Yes, the physics of Calories is correct, but that is on the assumption that every Calorie is equal to another. What I mean by this is to take into consideration another factor called the Thermic Effect of Food. This put simply means that the food you consume requires energy for it to be processed. Some foods, such as proteins, require more energy to process. Other foods, such as carbohydrates, require less energy for processing.

It’s pretty neat to think that the calories you consume are actually used to process the calories you just consumed. So what does this mean for the average person attempting to lose fat mass? It means DO NOT count calories, but instead consider what TYPE of calories you are consuming. Food products such as simple sugars require very little energy for processing meaning you have to utilize the energy for it to be burned. Now, is the Thermic Effect of Food going to shed all your fat mass for you? No. Not on it’s own. Like any effective fat loss program, a combination of improved nutrition and an effective strength plans will give you your best shot. If you tend to have a higher Basal Metabolic Rate, that’s a plus as well (for all you lucky genetics out there). A well planned diet with appropriate food balances is more beneficial than one with forcibly starved calories.

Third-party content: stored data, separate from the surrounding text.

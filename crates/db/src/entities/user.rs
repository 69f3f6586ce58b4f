//! User entity.

use sea_orm::entity::prelude::*;
use serde::{Deserialize, Serialize};

/// Marketplace role of an account.
#[derive(
    Debug, Clone, Copy, PartialEq, Eq, Hash, EnumIter, DeriveActiveEnum, Serialize, Deserialize,
)]
#[sea_orm(rs_type = "String", db_type = "String(StringLen::N(16))")]
#[serde(rename_all = "lowercase")]
pub enum UserRole {
    #[sea_orm(string_value = "farmer")]
    Farmer,
    #[sea_orm(string_value = "buyer")]
    Buyer,
    #[sea_orm(string_value = "admin")]
    Admin,
}

impl UserRole {
    /// Wire name of the role.
    #[must_use]
    pub const fn as_str(self) -> &'static str {
        match self {
            Self::Farmer => "farmer",
            Self::Buyer => "buyer",
            Self::Admin => "admin",
        }
    }
}

/// Whether an admin has checked the account's identity.
#[derive(
    Debug, Clone, Copy, PartialEq, Eq, Default, EnumIter, DeriveActiveEnum, Serialize, Deserialize,
)]
#[sea_orm(rs_type = "String", db_type = "String(StringLen::N(16))")]
#[serde(rename_all = "lowercase")]
pub enum VerificationStatus {
    #[sea_orm(string_value = "unverified")]
    #[default]
    Unverified,
    #[sea_orm(string_value = "verified")]
    Verified,
}

#[derive(Clone, Debug, PartialEq, Eq, DeriveEntityModel, Serialize, Deserialize)]
#[sea_orm(table_name = "user")]
pub struct Model {
    #[sea_orm(primary_key, auto_increment = false)]
    pub id: String,

    pub username: String,

    #[sea_orm(unique)]
    pub username_lower: String,

    /// Access token
    #[sea_orm(unique, nullable)]
    pub token: Option<String>,

    /// Display name
    #[sea_orm(nullable)]
    pub name: Option<String>,

    pub role: UserRole,

    pub verification_status: VerificationStatus,

    pub created_at: DateTimeWithTimeZone,

    #[sea_orm(nullable)]
    pub updated_at: Option<DateTimeWithTimeZone>,
}

impl Model {
    /// Is this account an admin?
    #[must_use]
    pub fn is_admin(&self) -> bool {
        self.role == UserRole::Admin
    }
}

#[derive(Copy, Clone, Debug, EnumIter, DeriveRelation)]
pub enum Relation {
    #[sea_orm(has_one = "super::user_profile::Entity")]
    UserProfile,
    #[sea_orm(has_many = "super::crop_post::Entity")]
    CropPost,
}

impl Related<super::user_profile::Entity> for Entity {
    fn to() -> RelationDef {
        Relation::UserProfile.def()
    }
}

impl Related<super::crop_post::Entity> for Entity {
    fn to() -> RelationDef {
        Relation::CropPost.def()
    }
}

impl ActiveModelBehavior for ActiveModel {}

I strongly support that the human body is extremely efficient. If you are hungry, you know there is a clear cut reason. If one decides to cut calories, yes, you will lose sufficient weight, for now… but at a point your body gets smart. It realizes that you are starving and require energy to survive. What does it do? It retains as much energy as possible by slowing down your metabolism and decreasing function, similar to a power saver mode on your computer. Without enough juice, you can’t function properly and are forced to survive with the minimum. My point is this. A) Consider what you educate yourself with and dig a little deeper. And B) DO NOT COUNT CALORIES! Unless you are an elite performer and have a plan where Calorie counting is being used to peak, then disregard what I am saying.

Calorie counting CAN be effective, but only to a certain group of people, usually athletes who have experience and most times a dietitian. But for everyone else, consider WHAT calories you are consuming, not HOW many. Save the math for your accountant.